─── Task data ───

//! Index database loading and caching.
//!
//! A database file maps small integer indices to file paths so that combo
//! URLs can carry a bitmask instead of a file list. Databases are JSON,
//! either an array of paths (index = position, `null` for retired slots)
//! or an object keyed by decimal index.
//!
//! Loaded databases are cached for the life of the process and reloaded
//! when the file's modification time changes.

use crate::checker::join_under_root;
use crate::codec;
use crate::error::DatabaseError;
use async_trait::async_trait;
use parking_lot::RwLock;
use serde::Deserialize;
use std::collections::{BTreeMap, HashMap};
use std::path::{Path, PathBuf};
use std::sync::Arc;
use std::time::SystemTime;

/// One row of an index database.
#[derive(Debug, Clone, PartialEq, Eq)]
pub struct FileEntry {
    /// Index within the database
    pub index: usize,
    /// Path relative to the served root
    pub path: String,
}

#[derive(Deserialize)]
#[serde(untagged)]
enum RawDatabase {
    List(Vec<Option<String>>),
    Map(BTreeMap<String, String>),
}

/// Highest index a database file may define.
///
/// Combo URLs carry one bit per index, so larger index spaces are never
/// addressable in practice.
pub const MAX_INDEX: usize = 0xFFFF;

/// In-memory index database.
#[derive(Debug, Clone, Default, PartialEq, Eq)]
pub struct IndexDatabase {
    entries: BTreeMap<usize, String>,
}

impl IndexDatabase {
    /// Build a dense database where index = position.
    pub fn from_paths(paths: impl IntoIterator<Item = impl Into<String>>) -> Self {
        Self {
            entries: paths
                .into_iter()
                .enumerate()
                .map(|(index, path)| (index, path.into()))
                .collect(),
        }
    }

    /// Build a possibly sparse database from `(index, path)` pairs.
    pub fn from_entries(entries: impl IntoIterator<Item = (usize, String)>) -> Self {
        Self {
            entries: entries.into_iter().collect(),
        }
    }

    /// Parse a database from JSON bytes.
    ///
    /// # Errors
    ///
    /// Returns `DatabaseError::InvalidJson` for malformed JSON and
    /// `DatabaseError::InvalidIndex` for keys that are not indices or
    /// exceed [`MAX_INDEX`].
    pub fn from_json(bytes: &[u8]) -> Result<Self, DatabaseError> {
        let entries = match serde_json::from_slice(bytes)? {
            RawDatabase::List(list) => {
                if list.len() > MAX_INDEX + 1 {
                    return Err(DatabaseError::InvalidIndex((list.len() - 1).to_string()));
                }
                list.into_iter()
                    .enumerate()
                    .filter_map(|(index, path)| path.map(|path| (index, path)))
                    .collect()
            }
            RawDatabase::Map(map) => map
                .into_iter()
                .map(|(key, path)| match key.parse::<usize>() {
                    Ok(index) if index <= MAX_INDEX => Ok((index, path)),
                    _ => Err(DatabaseError::InvalidIndex(key)),
                })
                .collect::<Result<_, _>>()?,
        };
        Ok(Self { entries })
    }

    /// Size of the index space (highest defined index + 1).
    #[must_use]
    pub fn len(&self) -> usize {
        self.entries
            .last_key_value()
            .map_or(0, |(last, _)| last.saturating_add(1))
    }

    /// Whether no index is defined.
    #[must_use]
    pub fn is_empty(&self) -> bool {
        self.entries.is_empty()
    }

    /// Path stored at `index`.
    #[must_use]
    pub fn get(&self, index: usize) -> Option<&str> {
        self.entries.get(&index).map(String::as_str)
    }
}

#[derive(Debug)]
struct CachedDatabase {
    modified: SystemTime,
    database: Arc<IndexDatabase>,
}

/// Process-wide cache of loaded databases keyed by file path.
///
/// [`DbFileResolver`] always passes canonical paths, so one file maps to
/// one entry however it was addressed.
#[derive(Debug, Default)]
pub struct DatabaseCache {
    entries: RwLock<HashMap<PathBuf, Arc<CachedDatabase>>>,
}

impl DatabaseCache {
    /// Create an empty cache.
    #[must_use]
    pub fn new() -> Self {
        Self::default()
    }

    /// Get the database at `path`, loading it on first use or when the
    /// file's modification time differs from the cached copy.
    ///
    /// # Errors
    ///
    /// Returns `DatabaseError` if the file cannot be read or parsed.
    pub async fn get(&self, path: &Path) -> Result<Arc<IndexDatabase>, DatabaseError> {
        let load_failed = |source| DatabaseError::LoadFailed {
            path: path.to_path_buf(),
            source,
        };

        let modified = tokio::fs::metadata(path)
            .await
            .and_then(|meta| meta.modified())
            .map_err(load_failed)?;

        let cached = self.entries.read().get(path).cloned();
        if let Some(cached) = cached
            && cached.modified == modified
        {
            return Ok(Arc::clone(&cached.database));
        }

        tracing::debug!("Loading index database from {:?}", path);
        let bytes = tokio::fs::read(path).await.map_err(load_failed)?;
        let database = Arc::new(IndexDatabase::from_json(&bytes)?);

        tracing::info!(
            "Loaded index database {:?} with {} indices",
            path,
            database.len()
        );

        self.entries.write().insert(
            path.to_path_buf(),
            Arc::new(CachedDatabase {
                modified,
                database: Arc::clone(&database),
            }),
        );

        Ok(database)
    }

    /// Number of cached databases.
    #[must_use]
    pub fn len(&self) -> usize {
        self.entries.read().len()
    }

    /// Whether the cache holds no database.
    #[must_use]
    pub fn is_empty(&self) -> bool {
        self.entries.read().is_empty()
    }
}

/// Resolves a database reference and bitmask token into file paths.
#[async_trait]
pub trait IndexResolver: Send + Sync {
    /// `db` is the database path relative to `root`.
    async fn resolve(
        &self,
        root: &Path,
        db: &str,
        token: &str,
    ) -> Result<Vec<PathBuf>, DatabaseError>;
}

/// Default resolver backed by JSON database files under the root.
#[derive(Debug, Clone, Default)]
pub struct DbFileResolver {
    cache: Arc<DatabaseCache>,
}

impl DbFileResolver {
    /// Create a resolver sharing `cache`.
    #[must_use]
    pub const fn new(cache: Arc<DatabaseCache>) -> Self {
        Self { cache }
    }

    /// Underlying cache.
    #[must_use]
    pub const fn cache(&self) -> &Arc<DatabaseCache> {
        &self.cache
    }
}

async fn canonicalize(path: &Path) -> Result<PathBuf, DatabaseError> {
    tokio::fs::canonicalize(path)
        .await
        .map_err(|source| DatabaseError::LoadFailed {
            path: path.to_path_buf(),
            source,
        })
}

#[async_trait]
impl IndexResolver for DbFileResolver {
    async fn resolve(
        &self,
        root: &Path,
        db: &str,
        token: &str,
    ) -> Result<Vec<PathBuf>, DatabaseError> {
        let db_path = join_under_root(root, db)
            .ok_or_else(|| DatabaseError::OutsideRoot(PathBuf::from(db)))?;

        // Symlinks inside the root may still point elsewhere.
        let canonical_root = canonicalize(root).await?;
        let canonical = canonicalize(&db_path).await?;
        if !canonical.starts_with(&canonical_root) {
            return Err(DatabaseError::OutsideRoot(PathBuf::from(db)));
        }

        let database = self.cache.get(&canonical).await?;
        let entries = codec::decode(&database, token)?;

        // Entry paths are still validated by the path checker downstream.
        Ok(entries
            .into_iter()
            .map(|entry| root.join(entry.path.trim_start_matches('/')))
            .collect())
    }
}

#[cfg(test)]
mod tests {
    use super::*;
    use crate::error::DecodeError;
    use tempfile::TempDir;

    #[test]
    fn test_from_json_list() {
        let db = IndexDatabase::from_json(br#"["a.js", null, "c.js"]"#).unwrap();
        assert_eq!(db.len(), 3);
        assert_eq!(db.get(0), Some("a.js"));
        assert_eq!(db.get(1), None);
        assert_eq!(db.get(2), Some("c.js"));
    }

    #[test]
    fn test_from_json_map() {
        let db = IndexDatabase::from_json(br#"{"0": "a.js", "9": "j.js"}"#).unwrap();
        assert_eq!(db.len(), 10);
        assert_eq!(db.get(9), Some("j.js"));
        assert_eq!(db.get(5), None);
    }

    #[test]
    fn test_from_json_invalid_key() {
        let err = IndexDatabase::from_json(br#"{"first": "a.js"}"#).unwrap_err();
        assert!(matches!(err, DatabaseError::InvalidIndex(key) if key == "first"));
    }

    #[test]
    fn test_from_json_huge_key_rejected() {
        for key in ["18446744073709551615", "40000000000", "65536"] {
            let json = format!(r#"{{"{key}": "a.js"}}"#);
            let err = IndexDatabase::from_json(json.as_bytes()).unwrap_err();
            assert!(matches!(err, DatabaseError::InvalidIndex(k) if k == key));
        }

        let db = IndexDatabase::from_json(br#"{"65535": "last.js"}"#).unwrap();
        assert_eq!(db.len(), MAX_INDEX + 1);
        assert_eq!(db.get(MAX_INDEX), Some("last.js"));
    }

    #[test]
    fn test_from_entries_sparse_extremes() {
        let db = IndexDatabase::from_entries([(usize::MAX, "z.js".to_string())]);
        assert_eq!(db.len(), usize::MAX);
        assert_eq!(db.get(usize::MAX), Some("z.js"));
        assert_eq!(db.get(0), None);
    }

    #[test]
    fn test_from_json_malformed() {
        let err = IndexDatabase::from_json(b"module.exports = []").unwrap_err();
        assert!(matches!(err, DatabaseError::InvalidJson(_)));
    }

    #[test]
    fn test_len_ignores_trailing_holes() {
        let db = IndexDatabase::from_json(br#"["a.js", null, null]"#).unwrap();
        assert_eq!(db.len(), 1);
        assert!(!db.is_empty());
        assert!(IndexDatabase::default().is_empty());
    }

    #[tokio::test]
    async fn test_cache_reuses_loaded_database() {
        let dir = TempDir::new().unwrap();
        let path = dir.path().join("db.json");
        std::fs::write(&path, r#"["a.js"]"#).unwrap();

        let cache = DatabaseCache::new();
        let first = cache.get(&path).await.unwrap();
        let second = cache.get(&path).await.unwrap();
        assert!(Arc::ptr_eq(&first, &second));
        assert_eq!(cache.len(), 1);
    }

    #[tokio::test]
    async fn test_cache_reloads_on_mtime_change() {
        let dir = TempDir::new().unwrap();
        let path = dir.path().join("db.json");
        std::fs::write(&path, r#"["a.js"]"#).unwrap();

        let cache = DatabaseCache::new();
        let first = cache.get(&path).await.unwrap();
        assert_eq!(first.len(), 1);

        std::fs::write(&path, r#"["a.js", "b.js"]"#).unwrap();
        let later = SystemTime::now() + std::time::Duration::from_secs(10);
        std::fs::File::options()
            .write(true)
            .open(&path)
            .unwrap()
            .set_modified(later)
            .unwrap();

        let second = cache.get(&path).await.unwrap();
        assert_eq!(second.len(), 2);
        assert!(!Arc::ptr_eq(&first, &second));
    }

    #[tokio::test]
    async fn test_cache_missing_file() {
        let dir = TempDir::new().unwrap();
        let cache = DatabaseCache::new();
        let err = cache.get(&dir.path().join("nope.json")).await.unwrap_err();
        assert!(matches!(err, DatabaseError::LoadFailed { .. }));
        assert!(cache.is_empty());
    }

    #[tokio::test]
    async fn test_resolver_joins_root() {
        let dir = TempDir::new().unwrap();
        std::fs::create_dir(dir.path().join("static")).unwrap();
        std::fs::write(
            dir.path().join("static/db.json"),
            r#"["js/a.js", "/js/b.js", "js/c.js"]"#,
        )
        .unwrap();

        let resolver = DbFileResolver::default();
        // binary 011 -> indices 1 and 2
        let paths = resolver
            .resolve(dir.path(), "/static/db.json", "3")
            .await
            .unwrap();
        assert_eq!(
            paths,
            vec![dir.path().join("js/b.js"), dir.path().join("js/c.js")]
        );
    }

    #[tokio::test]
    async fn test_resolver_rejects_db_outside_root() {
        let dir = TempDir::new().unwrap();
        let resolver = DbFileResolver::default();
        let err = resolver
            .resolve(dir.path(), "/../../etc/db.json", "1")
            .await
            .unwrap_err();
        assert!(matches!(err, DatabaseError::OutsideRoot(_)));
    }

    #[tokio::test]
    async fn test_resolver_missing_db() {
        let dir = TempDir::new().unwrap();
        let resolver = DbFileResolver::default();
        let err = resolver
            .resolve(dir.path(), "nope.json", "1")
            .await
            .unwrap_err();
        assert!(matches!(err, DatabaseError::LoadFailed { .. }));
        assert!(resolver.cache().is_empty());
    }

    #[cfg(unix)]
    #[tokio::test]
    async fn test_resolver_rejects_symlinked_db_outside_root() {
        let dir = TempDir::new().unwrap();
        let root = dir.path().join("public");
        std::fs::create_dir(&root).unwrap();
        std::fs::write(dir.path().join("private.json"), r#"["a.js"]"#).unwrap();
        std::os::unix::fs::symlink(dir.path().join("private.json"), root.join("db.json"))
            .unwrap();

        let resolver = DbFileResolver::default();
        let err = resolver.resolve(&root, "db.json", "1").await.unwrap_err();
        assert!(matches!(err, DatabaseError::OutsideRoot(_)));
        assert!(resolver.cache().is_empty());
    }

    #[cfg(unix)]
    #[tokio::test]
    async fn test_resolver_caches_by_canonical_path() {
        let dir = TempDir::new().unwrap();
        std::fs::write(dir.path().join("db.json"), r#"["a.js"]"#).unwrap();
        std::os::unix::fs::symlink(dir.path().join("db.json"), dir.path().join("alias.json"))
            .unwrap();

        let resolver = DbFileResolver::default();
        resolver.resolve(dir.path(), "db.json", "1").await.unwrap();
        resolver.resolve(dir.path(), "./alias.json", "1").await.unwrap();
        assert_eq!(resolver.cache().len(), 1);
    }

    #[tokio::test]
    async fn test_resolver_propagates_decode_error() {
        let dir = TempDir::new().unwrap();
        std::fs::write(dir.path().join("db.json"), r#"["a.js"]"#).unwrap();

        let resolver = DbFileResolver::default();
        let err = resolver
            .resolve(dir.path(), "db.json", "2")
            .await
            .unwrap_err();
        assert!(matches!(
            err,
            DatabaseError::Decode(DecodeError::IndexOutOfRange { bit: 1, len: 1 })
        ));
    }
}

───

(Aim of the task): Report, with a number and no other words, how many lines of the listing contain "URLs".

(Solution to this exercise): 2